____ Task material

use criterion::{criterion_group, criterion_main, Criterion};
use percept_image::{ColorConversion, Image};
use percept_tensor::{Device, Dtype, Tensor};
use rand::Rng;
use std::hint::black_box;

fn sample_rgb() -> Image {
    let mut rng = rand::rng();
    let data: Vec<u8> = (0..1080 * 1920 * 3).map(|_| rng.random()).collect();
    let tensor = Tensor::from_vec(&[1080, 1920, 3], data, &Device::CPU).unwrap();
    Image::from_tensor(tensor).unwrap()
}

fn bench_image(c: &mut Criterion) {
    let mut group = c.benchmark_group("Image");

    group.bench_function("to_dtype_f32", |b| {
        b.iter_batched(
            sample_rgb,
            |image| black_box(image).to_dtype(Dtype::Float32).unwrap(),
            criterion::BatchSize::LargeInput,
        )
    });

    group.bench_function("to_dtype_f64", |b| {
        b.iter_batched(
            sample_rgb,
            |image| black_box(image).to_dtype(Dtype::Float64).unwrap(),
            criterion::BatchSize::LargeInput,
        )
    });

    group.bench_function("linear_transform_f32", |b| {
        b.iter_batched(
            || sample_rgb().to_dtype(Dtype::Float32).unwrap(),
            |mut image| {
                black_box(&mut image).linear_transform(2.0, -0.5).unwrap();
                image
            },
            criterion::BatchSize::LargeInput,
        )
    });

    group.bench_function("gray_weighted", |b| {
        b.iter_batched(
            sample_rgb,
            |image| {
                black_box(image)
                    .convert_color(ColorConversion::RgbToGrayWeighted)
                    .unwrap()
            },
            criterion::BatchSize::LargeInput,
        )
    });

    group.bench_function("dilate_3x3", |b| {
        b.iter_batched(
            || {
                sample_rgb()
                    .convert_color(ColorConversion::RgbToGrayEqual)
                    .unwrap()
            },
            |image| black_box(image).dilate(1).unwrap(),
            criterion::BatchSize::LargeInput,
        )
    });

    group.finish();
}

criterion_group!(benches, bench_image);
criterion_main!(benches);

________

Required work: Only the lines above starting with the one with "fn sample_rgb() ->" and going through the one with "fn bench_image(c: &mut" are to be copied, word for word and with both ends kept.

Task response:
fn sample_rgb() -> Image {
    let mut rng = rand::rng();
    let data: Vec<u8> = (0..1080 * 1920 * 3).map(|_| rng.random()).collect();
    let tensor = Tensor::from_vec(&[1080, 1920, 3], data, &Device::CPU).unwrap();
    Image::from_tensor(tensor).unwrap()
}

fn bench_image(c: &mut Criterion) {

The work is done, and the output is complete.